İlk konuşmacı olan Prof. Dr. M. Fatih Köksal, mesnevi şairi olarak kabul edilen Şeyh Gâlip’in gazel nazım şeklinde de çok başarılı olduğunu ifade ederek “Gül âteş gülbün âteş gülşen âteş cûybâr âteş/ Semender-tıynetân-ı aşka besdir lâlezâr âteş” beytini örnek verdi. Seslerin bir yangını çağrıştırmasının yanı sıra beytin Arap harfleriyle yazımının da alevlere benzediğini vurgulayan Prof. Dr. Köksal, Şeyh Gâlip denince akla kırmızının geldiğini, kırmızının da aşkı simgelediğini belirtti.

Yrd. Doç. Dr. Ahmet Doğan ise Şeyh Gâlip’in 26 yaşında ve 6 ay gibi kısa bir sürede tamamladığı ve “Esrârını Mesnevî’den aldım/ Çaldım velî mîrî mâlı çaldım” diyerek kaynağını belirttiği Hüsn ü Aşk’ın yazılış hikâyesini anlatarak başladığı konuşmasında eserin içeriği hakkında ayrıntılı bilgiler verdi. Aşk’ın Hüsn’ü aradığı yolculukta sonunda kendini bulmasını ve insan-ı kâmil olma yolunda bir değişim ve dönüşüm yaşamasını, vahdet-i vücuda ulaşılmasının sembolik bir ifadesi olarak değerlendirdi. Şeyh Gâlip’in Hüsn ü Aşk mesnevisinde “insanın içine bir âlemin sığdığını ama insanın bir âleme sığamadığını, bu yüzden de ana rahminin mezarından mezarın rahmine” kadar insanoğlunun farklı âlemlerin arayışı içinde gerçekleştirdiği yolculuğun anlatıldığını ifade etti.
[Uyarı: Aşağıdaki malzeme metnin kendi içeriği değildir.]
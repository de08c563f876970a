//! Route table generation (`spec.md` §4.8.4).

use serde::Serialize;

use crate::spec::Document;

#[derive(Debug, Clone, Serialize)]
pub struct RouteEntryDef {
    pub path: String,
    pub method: String,
    pub method_variant: String,
    pub operation_id: String,
    pub consumes: Vec<String>,
    pub produces: Vec<String>,
    pub path_param_count: usize,
    pub has_request_body: bool,
}

/// One [`RouteEntryDef`] per operation carrying an `operationId` (`spec.md` §4.8.4;
/// operations without one are skipped, mirroring §4.8.5's handler-interface rule).
pub fn collect_routes(doc: &Document) -> Vec<RouteEntryDef> {
    doc.operations
        .iter()
        .filter_map(|op| {
            let operation_id = op.operation_id.clone()?;
            let consumes = op
                .request_body
                .as_ref()
                .map(|body| body.content.iter().map(|m| m.content_type.clone()).collect())
                .unwrap_or_default();
            let mut produces: Vec<String> = op
                .responses
                .iter()
                .flat_map(|r| r.content.iter().map(|m| m.content_type.clone()))
                .collect();
            produces.sort();
            produces.dedup();
            let path_param_count = op
                .parameters
                .iter()
                .filter(|p| matches!(p.location, crate::spec::ParameterLocation::Path))
                .count();
            Some(RouteEntryDef {
                path: op.path.clone(),
                method: method_name(op.method),
                method_variant: method_variant(op.method),
                operation_id,
                consumes,
                produces,
                path_param_count,
                has_request_body: op.request_body.is_some(),
            })
        })
        .collect()
}

fn method_name(method: crate::http::Method) -> String {
    method.as_str().to_string()
}

fn method_variant(method: crate::http::Method) -> String {
    use crate::http::Method;
    match method {
        Method::Get => "Get",
        Method::Post => "Post",
        Method::Put => "Put",
        Method::Delete => "Delete",
        Method::Patch => "Patch",
        Method::Head => "Head",
        Method::Options => "Options",
        Method::Unknown => "Unknown",
    }
    .to_string()
}
//! Glue (binding) generation (`spec.md` §4.8.6): per-route metadata describing
//! the six steps a generated closure performs at runtime — negotiate, extract
//! path params, extract query/header/cookie params, parse+validate the body,
//! invoke the handler, default the response `Content-Type`. This module emits
//! the *description* of each glue closure; `katana::server::dispatch::GlueHandler`
//! is the trait the emitted closures are written against.

use serde::Serialize;

use crate::generator::context::{rust_type_name, AllocatorMode, EmitContext};
use crate::spec::{Document, Operation, ParameterLocation};

#[derive(Debug, Clone, Serialize)]
pub struct GlueParam {
    pub name: String,
    pub location: String,
    pub required: bool,
    pub ty: String,
    /// `true` when `ty` is a borrowed/owned string (`&str`/`String`) and the raw
    /// extracted text can be used as-is; `false` when it must be `.parse()`d.
    pub is_string: bool,
}

#[derive(Debug, Clone, Serialize)]
pub struct GlueBodyBinding {
    pub content_type: String,
    pub parse_fn: String,
    pub validate_fn: String,
    pub entity_ty: String,
}

#[derive(Debug, Clone, Serialize)]
pub struct GlueDef {
    pub operation_id: String,
    pub handler_method: String,
    pub path: String,
    pub method: String,
    pub produces: Vec<String>,
    /// Content types this operation's request body accepts (`spec.md` §4.4 "match
    /// `Content-Type` against `consumes`"). Empty when the operation has no request
    /// body, in which case no Content-Type check is generated at all.
    pub consumes: Vec<String>,
    pub params: Vec<GlueParam>,
    pub body_bindings: Vec<GlueBodyBinding>,
}

pub fn collect_glue(doc: &Document, allocator: AllocatorMode) -> Vec<GlueDef> {
    doc.operations.iter().filter_map(|op| build_glue(doc, op, allocator)).collect()
}

fn build_glue(doc: &Document, op: &Operation, allocator: AllocatorMode) -> Option<GlueDef> {
    let operation_id = op.operation_id.clone()?;
    let ctx = EmitContext::top_level(allocator);

    let params = op
        .parameters
        .iter()
        .map(|p| {
            let ty = rust_type_name(doc, p.schema, &ctx);
            let is_string = ty == "&str" || ty == "String" || ty.starts_with("&'a str");
            GlueParam {
                name: p.name.clone(),
                location: location_name(p.location),
                required: p.required,
                ty,
                is_string,
            }
        })
        .collect();

    let body_bindings: Vec<GlueBodyBinding> = op
        .request_body
        .iter()
        .flat_map(|body| &body.content)
        .map(|media| {
            let schema = doc.schema(media.schema);
            let entity = schema.name.clone().unwrap_or_else(|| "serde_json::Value".to_string());
            let fn_base = crate::generator::codec::snake(&entity);
            GlueBodyBinding {
                content_type: media.content_type.clone(),
                parse_fn: format!("parse_{fn_base}"),
                validate_fn: format!("validate_{fn_base}"),
                entity_ty: entity,
            }
        })
        .collect();

    let consumes: Vec<String> = body_bindings.iter().map(|b| b.content_type.clone()).collect();

    let mut produces: Vec<String> = op
        .responses
        .iter()
        .flat_map(|r| r.content.iter().map(|m| m.content_type.clone()))
        .collect();
    produces.sort();
    produces.dedup();

    Some(GlueDef {
        method: op.method.as_str().to_string(),
        path: op.path.clone(),
        handler_method: crate::generator::codec::snake(&operation_id),
        operation_id,
        produces,
        consumes,
        params,
        body_bindings,
    })
}

fn location_name(location: ParameterLocation) -> String {
    match location {
        ParameterLocation::Path => "path",
        ParameterLocation::Query => "query",
        ParameterLocation::Header => "header",
        ParameterLocation::Cookie => "cookie",
    }
    .to_string()
}

#[cfg(test)]
mod tests {
    use super::*;
    use crate::spec::loader::build_document;
    use serde_json::json;

    #[test]
    fn body_binding_names_parse_and_validate_functions() {
        let root = json!({
            "openapi": "3.0.3",
            "info": {"title": "t", "version": "1"},
            "paths": {
                "/users": {
                    "post": {
                        "operationId": "create_user",
                        "requestBody": {
                            "content": { "application/json": { "schema": {"$ref": "#/components/schemas/UserInput"} } }
                        },
                        "responses": {}
                    }
                }
            },
            "components": { "schemas": { "UserInput": {"type": "object", "properties": {"name": {"type": "string"}}} } }
        });
        let doc = build_document(&root, false).unwrap();
        let glue = collect_glue(&doc, AllocatorMode::Standard);
        let binding = &glue[0].body_bindings[0];
        assert_eq!(binding.parse_fn, "parse_user_input");
        assert_eq!(binding.validate_fn, "validate_user_input");
    }
}
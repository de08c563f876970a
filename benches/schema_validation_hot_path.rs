//! Benchmarks the per-field validation loop a generated `validate_T` runs
//! (`spec.md` §4.8.3), isolated from parsing/serialization so it measures the
//! constraint checks themselves: string length, a compiled-once format regex, and
//! a numeric bound comparison, each on the hot path of every `POST`/`PUT` request.

use criterion::{black_box, criterion_group, criterion_main, Criterion};
use katana::validation::{format, ValidationError, ValidationErrorCode};

struct UserInput {
    name: String,
    email: String,
    age: i64,
}

fn validate_user(value: &UserInput) -> Result<(), Vec<ValidationError>> {
    let mut errors = Vec::new();

    if value.name.len() < 1 || value.name.len() > 64 {
        errors.push(ValidationError::new("name", ValidationErrorCode::StringTooLong));
    }

    if !format::is_valid_email(&value.email) {
        errors.push(ValidationError::new("email", ValidationErrorCode::InvalidEmailFormat));
    }

    if value.age < 0 {
        errors.push(ValidationError::new("age", ValidationErrorCode::ValueTooSmall).with_constraint(0.0));
    }

    if errors.is_empty() {
        Ok(())
    } else {
        Err(errors)
    }
}

fn bench_validate_valid_payload(c: &mut Criterion) {
    let user = UserInput {
        name: "Alice".to_string(),
        email: "alice@example.com".to_string(),
        age: 30,
    };
    c.bench_function("validate_user_valid", |b| {
        b.iter(|| black_box(validate_user(black_box(&user))))
    });
}

fn bench_validate_invalid_payload(c: &mut Criterion) {
    let user = UserInput {
        name: "Bob".to_string(),
        email: "not-an-email".to_string(),
        age: -5,
    };
    c.bench_function("validate_user_invalid", |b| {
        b.iter(|| black_box(validate_user(black_box(&user))))
    });
}

fn bench_email_format_check(c: &mut Criterion) {
    c.bench_function("is_valid_email", |b| {
        b.iter(|| black_box(format::is_valid_email(black_box("alice@example.com"))))
    });
}

criterion_group!(
    benches,
    bench_validate_valid_payload,
    bench_validate_invalid_payload,
    bench_email_format_check
);
criterion_main!(benches);
//! The runtime request entity (`spec.md` §3.1).

use super::headers::HeaderMap;
use super::method::Method;

/// A fully parsed HTTP request.
///
/// Every field borrows from the [`Arena`](crate::arena::Arena) passed to
/// [`Parser::request`](super::parser::Parser::request); none of it borrows from the
/// parser itself, so a request outlives the parser buffer that produced it (though
/// not the arena, which a connection resets only after dispatch has finished reading
/// this value).
#[derive(Debug, Clone)]
pub struct Request<'a> {
    pub method: Method,
    pub uri: &'a str,
    pub version: &'a str,
    pub header_map: HeaderMap<'a>,
    pub body: &'a [u8],
}

impl<'a> Request<'a> {
    /// The path component of `uri`, with any query string stripped.
    pub fn path(&self) -> &'a str {
        match self.uri.find('?') {
            Some(idx) => &self.uri[..idx],
            None => self.uri,
        }
    }

    /// The raw query string, without the leading `?`, if present.
    pub fn query(&self) -> Option<&'a str> {
        self.uri.find('?').map(|idx| &self.uri[idx + 1..])
    }
}

#[cfg(test)]
mod tests {
    use super::*;
    use crate::arena::Arena;

    #[test]
    fn path_strips_query_string() {
        let arena = Arena::default();
        let req = Request {
            method: Method::Get,
            uri: arena.alloc_str("/users/42?verbose=true").unwrap(),
            version: "HTTP/1.1",
            header_map: HeaderMap::new(),
            body: &[],
        };
        assert_eq!(req.path(), "/users/42");
        assert_eq!(req.query(), Some("verbose=true"));
    }

    #[test]
    fn query_is_none_without_question_mark() {
        let arena = Arena::default();
        let req = Request {
            method: Method::Get,
            uri: arena.alloc_str("/health").unwrap(),
            version: "HTTP/1.1",
            header_map: HeaderMap::new(),
            body: &[],
        };
        assert_eq!(req.query(), None);
    }
}
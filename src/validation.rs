//! Shared validation vocabulary (`spec.md` §4.11), grounded on the original core's
//! `validation.hpp`. Generated validators (`katana::generator::validator_gen`) and
//! the runtime JSON parser both report failures through this enumeration, so a
//! handler never has to special-case which side produced an error.

use serde::Serialize;

/// Format checks shared by the runtime JSON parser and generated validators,
/// so `email`/`uuid`/`date-time` mean the same thing on both sides.
pub mod format {
    use once_cell::sync::Lazy;
    use regex::Regex;

    static EMAIL_RE: Lazy<Regex> = Lazy::new(|| {
        Regex::new(r"^[^@\s]+@[^@\s]+\.[^@\s]+$").expect("static email regex is valid")
    });

    static UUID_RE: Lazy<Regex> = Lazy::new(|| {
        Regex::new(r"^[0-9a-fA-F]{8}-[0-9a-fA-F]{4}-[0-9a-fA-F]{4}-[0-9a-fA-F]{4}-[0-9a-fA-F]{12}$")
            .expect("static uuid regex is valid")
    });

    pub fn is_valid_email(value: &str) -> bool {
        EMAIL_RE.is_match(value)
    }

    pub fn is_valid_uuid(value: &str) -> bool {
        UUID_RE.is_match(value)
    }

    pub fn is_valid_datetime(value: &str) -> bool {
        humantime_rfc3339(value)
    }

    /// RFC 3339 `date-time` check without pulling in a dedicated datetime crate:
    /// delegates to the same `YYYY-MM-DDTHH:MM:SS(.s+)?(Z|+HH:MM|-HH:MM)` shape
    /// the original core's `validation.hpp` accepted.
    fn humantime_rfc3339(value: &str) -> bool {
        static DATETIME_RE: Lazy<Regex> = Lazy::new(|| {
            Regex::new(r"^\d{4}-\d{2}-\d{2}T\d{2}:\d{2}:\d{2}(\.\d+)?(Z|[+-]\d{2}:\d{2})$")
                .expect("static date-time regex is valid")
        });
        DATETIME_RE.is_match(value)
    }
}

#[derive(Debug, Clone, Copy, PartialEq, Eq, Serialize)]
#[serde(rename_all = "snake_case")]
pub enum ValidationErrorCode {
    RequiredFieldMissing,
    InvalidType,
    StringTooShort,
    StringTooLong,
    InvalidEmailFormat,
    InvalidUuidFormat,
    InvalidDatetimeFormat,
    InvalidEnumValue,
    PatternMismatch,
    ValueTooSmall,
    ValueTooLarge,
    ValueBelowExclusiveMinimum,
    ValueAboveExclusiveMaximum,
    ValueNotMultipleOf,
    ArrayTooSmall,
    ArrayTooLarge,
    ArrayItemsNotUnique,
}

impl ValidationErrorCode {
    /// Rust identifier of this variant, for code generation (`katana-gen` emits
    /// `ValidationErrorCode::{variant_ident()}` into generated validators).
    pub fn variant_ident(self) -> &'static str {
        match self {
            ValidationErrorCode::RequiredFieldMissing => "RequiredFieldMissing",
            ValidationErrorCode::InvalidType => "InvalidType",
            ValidationErrorCode::StringTooShort => "StringTooShort",
            ValidationErrorCode::StringTooLong => "StringTooLong",
            ValidationErrorCode::InvalidEmailFormat => "InvalidEmailFormat",
            ValidationErrorCode::InvalidUuidFormat => "InvalidUuidFormat",
            ValidationErrorCode::InvalidDatetimeFormat => "InvalidDatetimeFormat",
            ValidationErrorCode::InvalidEnumValue => "InvalidEnumValue",
            ValidationErrorCode::PatternMismatch => "PatternMismatch",
            ValidationErrorCode::ValueTooSmall => "ValueTooSmall",
            ValidationErrorCode::ValueTooLarge => "ValueTooLarge",
            ValidationErrorCode::ValueBelowExclusiveMinimum => "ValueBelowExclusiveMinimum",
            ValidationErrorCode::ValueAboveExclusiveMaximum => "ValueAboveExclusiveMaximum",
            ValidationErrorCode::ValueNotMultipleOf => "ValueNotMultipleOf",
            ValidationErrorCode::ArrayTooSmall => "ArrayTooSmall",
            ValidationErrorCode::ArrayTooLarge => "ArrayTooLarge",
            ValidationErrorCode::ArrayItemsNotUnique => "ArrayItemsNotUnique",
        }
    }

    pub fn message(self) -> &'static str {
        match self {
            ValidationErrorCode::RequiredFieldMissing => "required field is missing",
            ValidationErrorCode::InvalidType => "invalid type",
            ValidationErrorCode::StringTooShort => "string too short",
            ValidationErrorCode::StringTooLong => "string too long",
            ValidationErrorCode::InvalidEmailFormat => "invalid email format",
            ValidationErrorCode::InvalidUuidFormat => "invalid uuid format",
            ValidationErrorCode::InvalidDatetimeFormat => "invalid date-time format",
            ValidationErrorCode::InvalidEnumValue => "invalid enum value",
            ValidationErrorCode::PatternMismatch => "pattern mismatch",
            ValidationErrorCode::ValueTooSmall => "value too small",
            ValidationErrorCode::ValueTooLarge => "value too large",
            ValidationErrorCode::ValueBelowExclusiveMinimum => "value must be greater than minimum",
            ValidationErrorCode::ValueAboveExclusiveMaximum => "value must be less than maximum",
            ValidationErrorCode::ValueNotMultipleOf => "value must be multiple of",
            ValidationErrorCode::ArrayTooSmall => "array too small",
            ValidationErrorCode::ArrayTooLarge => "array too large",
            ValidationErrorCode::ArrayItemsNotUnique => "array items must be unique",
        }
    }
}

/// `{field_name, code, constraint_value?}` from `spec.md` §4.11. `constraint_value`
/// carries the violating bound (e.g. the configured `max_length`) when the code
/// names one; codes like `InvalidType` leave it `None`.
#[derive(Debug, Clone, PartialEq, Serialize)]
pub struct ValidationError {
    pub field: String,
    pub code: ValidationErrorCode,
    #[serde(skip_serializing_if = "Option::is_none")]
    pub constraint_value: Option<f64>,
}

impl ValidationError {
    pub fn new(field: impl Into<String>, code: ValidationErrorCode) -> Self {
        ValidationError {
            field: field.into(),
            code,
            constraint_value: None,
        }
    }

    pub fn with_constraint(mut self, value: f64) -> Self {
        self.constraint_value = Some(value);
        self
    }

    pub fn message(&self) -> &'static str {
        self.code.message()
    }
}

#[cfg(test)]
mod tests {
    use super::*;

    #[test]
    fn message_table_covers_every_code() {
        let codes = [
            ValidationErrorCode::RequiredFieldMissing,
            ValidationErrorCode::InvalidType,
            ValidationErrorCode::StringTooShort,
            ValidationErrorCode::StringTooLong,
            ValidationErrorCode::InvalidEmailFormat,
            ValidationErrorCode::InvalidUuidFormat,
            ValidationErrorCode::InvalidDatetimeFormat,
            ValidationErrorCode::InvalidEnumValue,
            ValidationErrorCode::PatternMismatch,
            ValidationErrorCode::ValueTooSmall,
            ValidationErrorCode::ValueTooLarge,
            ValidationErrorCode::ValueBelowExclusiveMinimum,
            ValidationErrorCode::ValueAboveExclusiveMaximum,
            ValidationErrorCode::ValueNotMultipleOf,
            ValidationErrorCode::ArrayTooSmall,
            ValidationErrorCode::ArrayTooLarge,
            ValidationErrorCode::ArrayItemsNotUnique,
        ];
        for code in codes {
            assert!(!code.message().is_empty());
        }
    }

    #[test]
    fn constraint_value_round_trips_through_json() {
        let err = ValidationError::new("age", ValidationErrorCode::ValueTooSmall).with_constraint(18.0);
        let json = serde_json::to_value(&err).unwrap();
        assert_eq!(json["field"], "age");
        assert_eq!(json["code"], "value_too_small");
        assert_eq!(json["constraint_value"], 18.0);
    }
}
Divan edebiyatının zenginliğinin anlaşılması adına Şeyh Gâlip gibi bir şairin şiirlerinin bile yeterli olduğunun vurgulandığı panel, Türk Dili ve Edebiyatı Bölümü öğrencilerinin sorularının cevaplandırılmasının ardından sona erdi.